How much does real driving range improve,
The title of the video ends with "after battery upgrade", so that depends on what capacity and health the replacement battery has. [ Edit: one would imagine that it would be of the order of 95/48x ≅ 2x the capacity of the factory new-car range, depending on several factors. ]
and is there a flash back to stock capacity?
I saw two file names ending in .bin; they had the same name except that one had "_95Ah" (or similar) and the other did not. So it looks like one is the original image as extracted somehow from the ECU, and the other is the patched or recompiled version that has 95 where the original had 48 (representing the battery capacity in amp·hours). So yes, I'd say he could have selected the other file, and replaced the firmware contents with the original.
95 Ah sounds familiar; I think that's the nominal capacity that the Oz DIY NMC cells use, which fit in much the same case as the originals. My guess is that Kolyandex or someone he knows is able to purchase these same NMC cells and perform the mechanical cell swap.
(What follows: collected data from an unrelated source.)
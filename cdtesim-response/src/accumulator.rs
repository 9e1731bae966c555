//! Per-event step accumulation.

use crate::collection::CollectionResponse;
use cdtesim_core::{
    ChannelId, HitLedger, IncidentKinematics, IncidentParticleRecord, StepDeposit, NUM_CHANNELS,
};
use std::collections::HashSet;

/// y offset of the instrument origin for incident-plane positions (mm).
pub const INCIDENT_ORIGIN_Y_MM: f64 = 103.1;
/// z offset of the instrument origin for incident-plane positions (mm).
pub const INCIDENT_ORIGIN_Z_MM: f64 = 127.5;

/// Energy registers of one event.
///
/// Reset at every event start; energies only grow while the event is open.
#[derive(Debug, Clone)]
pub struct EventAccumulator {
    raw: [f64; NUM_CHANNELS],
    collected: [f64; NUM_CHANNELS],
    kinematics: IncidentKinematics,
    ledger: HitLedger,
    tracks: HashSet<i32>,
    step_count: u64,
}

impl EventAccumulator {
    /// Creates an accumulator whose hit ledger holds `ledger_capacity` hits.
    #[must_use]
    pub fn new(ledger_capacity: usize) -> Self {
        Self {
            raw: [0.0; NUM_CHANNELS],
            collected: [0.0; NUM_CHANNELS],
            kinematics: IncidentKinematics::default(),
            ledger: HitLedger::with_capacity(ledger_capacity),
            tracks: HashSet::new(),
            step_count: 0,
        }
    }

    /// Clears all registers and captures the kinematics of the new event.
    pub fn reset(&mut self, kinematics: IncidentKinematics) {
        self.raw.fill(0.0);
        self.collected.fill(0.0);
        self.kinematics = kinematics;
        self.ledger.clear();
        self.tracks.clear();
        self.step_count = 0;
    }

    /// Counts the step and remembers its track id.
    pub fn observe(&mut self, step: &StepDeposit) {
        self.step_count += 1;
        self.tracks.insert(step.track_id);
    }

    /// Adds a sensitive deposit. Steps with energy also go to the ledger
    /// while it has room.
    pub fn deposit(&mut self, channel: ChannelId, step: &StepDeposit, response: &CollectionResponse) {
        let c = channel.index();
        self.raw[c] += step.raw_energy_kev;
        self.collected[c] += step.raw_energy_kev * response.weight();
        if step.raw_energy_kev > 0.0 {
            let pixel = i32::try_from(c).unwrap_or(i32::MAX);
            self.ledger.push(
                step.position.to_array(),
                step.raw_energy_kev,
                step.time_ns,
                step.pdg,
                step.parent_id,
                pixel,
            );
        }
    }

    /// Builds the incident-plane row for a step crossing the reference volume.
    #[must_use]
    pub fn incident_row(&self, step: &StepDeposit) -> IncidentParticleRecord {
        let v = step.direction;
        let theta_deg = (v.y * v.y + v.z * v.z).sqrt().min(1.0).asin().to_degrees();
        IncidentParticleRecord {
            event_id: self.kinematics.event_id,
            position: [
                step.position.x,
                step.position.y - INCIDENT_ORIGIN_Y_MM,
                step.position.z - INCIDENT_ORIGIN_Z_MM,
            ],
            gun_energy_kev: self.kinematics.energy_kev,
            track_index: self.track_count(),
            pixel_id: -1,
            detector_id: -1,
            direction: v.to_array(),
            theta_deg,
            energy_kev: step.kinetic_energy_kev,
            pdg: step.pdg,
            parent_id: step.parent_id,
        }
    }

    /// Raw deposited energy per channel (keV).
    #[must_use]
    pub fn raw(&self) -> &[f64; NUM_CHANNELS] {
        &self.raw
    }

    /// Collection-weighted energy per channel (keV).
    #[must_use]
    pub fn collected(&self) -> &[f64; NUM_CHANNELS] {
        &self.collected
    }

    /// Kinematics captured at event start.
    #[must_use]
    pub fn kinematics(&self) -> &IncidentKinematics {
        &self.kinematics
    }

    /// Hit ledger of the event.
    #[must_use]
    pub fn ledger(&self) -> &HitLedger {
        &self.ledger
    }

    /// Number of distinct tracks seen.
    #[must_use]
    pub fn track_count(&self) -> u32 {
        u32::try_from(self.tracks.len()).unwrap_or(u32::MAX)
    }

    /// Number of steps seen, in any volume.
    #[must_use]
    pub fn step_count(&self) -> u64 {
        self.step_count
    }

    /// True if any channel received a positive raw deposit.
    #[must_use]
    pub fn has_deposit(&self) -> bool {
        self.raw.iter().any(|&e| e > 0.0)
    }
}
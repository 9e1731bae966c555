//! cdtesim-core: Core types for CdTe detector-response simulation.
//!
//! This crate provides the shared vocabulary of the workspace: channel
//! addressing, transport steps, per-event hit ledgers, output rows,
//! histograms, the instrument energy-bin table and the run output sink trait.
//!

pub mod channel;
pub mod error;
pub mod histogram;
pub mod ledger;
pub mod records;
pub mod science;
pub mod sink;
pub mod step;

pub use channel::{
    spectrum_channel_name, ChannelId, BIG_PIXEL_CHANNEL, NUM_CHANNELS, NUM_MODULES,
    NUM_SPECTRUM_CHANNELS, PIXELS_PER_MODULE, SUMMED_CHANNEL,
};
pub use error::{Error, Result};
pub use histogram::{Axis, BinSlot, Histogram1D, Histogram2D};
pub use ledger::{HitLedger, DEFAULT_LEDGER_CAPACITY};
pub use records::{
    EventRecord, IncidentParticleRecord, ProcessRecord, SourceRecord, NO_SIGNAL, NO_SIGNAL_ENERGY,
};
pub use science::{science_bin, science_bin_width, NUM_SCIENCE_BINS, SCIENCE_EDGES_KEV};
pub use sink::{MemorySink, RunSink};
pub use step::{IncidentKinematics, PhysicsProcess, StepAction, StepDeposit, Vec3, VolumeKind};
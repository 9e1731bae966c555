//! Bounded per-event hit ledger in Structure of Arrays (`SoA`) layout.
//!
//! The ledger is allocated once with a fixed capacity and reused across
//! events. Entries past the capacity are dropped silently; aggregate
//! energies are tracked elsewhere and stay correct.

#[cfg(feature = "serde")]
use serde::{Deserialize, Serialize};

/// Default ledger capacity per event.
pub const DEFAULT_LEDGER_CAPACITY: usize = 10_000;

/// Per-step hit records of one event.
#[derive(Debug, Clone, PartialEq)]
#[cfg_attr(feature = "serde", derive(Serialize, Deserialize))]
pub struct HitLedger {
    /// Hit x positions (mm).
    pub x: Vec<f64>,
    /// Hit y positions (mm).
    pub y: Vec<f64>,
    /// Hit z positions (mm).
    pub z: Vec<f64>,
    /// Deposited energy (keV).
    pub energy: Vec<f64>,
    /// Global time (ns).
    pub time: Vec<f64>,
    /// PDG code.
    pub pdg: Vec<i32>,
    /// Parent track id.
    pub parent: Vec<i32>,
    /// Channel index.
    pub pixel: Vec<i32>,
    capacity: usize,
    dropped: u64,
}

impl Default for HitLedger {
    fn default() -> Self {
        Self::with_capacity(DEFAULT_LEDGER_CAPACITY)
    }
}

impl HitLedger {
    /// Creates an empty ledger that holds at most `capacity` hits.
    #[must_use]
    pub fn with_capacity(capacity: usize) -> Self {
        Self {
            x: Vec::with_capacity(capacity),
            y: Vec::with_capacity(capacity),
            z: Vec::with_capacity(capacity),
            energy: Vec::with_capacity(capacity),
            time: Vec::with_capacity(capacity),
            pdg: Vec::with_capacity(capacity),
            parent: Vec::with_capacity(capacity),
            pixel: Vec::with_capacity(capacity),
            capacity,
            dropped: 0,
        }
    }

    /// Returns the number of recorded hits.
    #[must_use]
    pub fn len(&self) -> usize {
        self.x.len()
    }

    /// Returns true if no hit is recorded.
    #[must_use]
    pub fn is_empty(&self) -> bool {
        self.x.is_empty()
    }

    /// Maximum number of hits kept per event.
    #[must_use]
    pub fn capacity(&self) -> usize {
        self.capacity
    }

    /// Hits that arrived after the ledger was full.
    #[must_use]
    pub fn dropped(&self) -> u64 {
        self.dropped
    }

    /// True once the ledger has reached its capacity.
    #[must_use]
    pub fn is_full(&self) -> bool {
        self.len() >= self.capacity
    }

    /// Clears all columns, keeping the allocation.
    pub fn clear(&mut self) {
        self.x.clear();
        self.y.clear();
        self.z.clear();
        self.energy.clear();
        self.time.clear();
        self.pdg.clear();
        self.parent.clear();
        self.pixel.clear();
        self.dropped = 0;
    }

    /// Appends a hit. Returns false when the ledger is full.
    #[allow(clippy::too_many_arguments)]
    pub fn push(
        &mut self,
        position: [f64; 3],
        energy: f64,
        time: f64,
        pdg: i32,
        parent: i32,
        pixel: i32,
    ) -> bool {
        if self.is_full() {
            self.dropped += 1;
            return false;
        }
        self.x.push(position[0]);
        self.y.push(position[1]);
        self.z.push(position[2]);
        self.energy.push(energy);
        self.time.push(time);
        self.pdg.push(pdg);
        self.parent.push(parent);
        self.pixel.push(pixel);
        true
    }
}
When I was looking into this, I got the impression that there was a limit to what value the firmware could store for the battery capacity. I can't recall now, but I think it happened to be pretty close to 95 Ah, by a lucky happenstance. But if battery technology improves much beyond that, it may not be possible to use this technique.
It would be interesting to know if he only changed the nominal capacity, or also modified the Soc versus cell voltage table.
This post has a really rough auto-translation of the speech from the video; perhaps the answer is in there. It didn't leap out at me at a quick reading.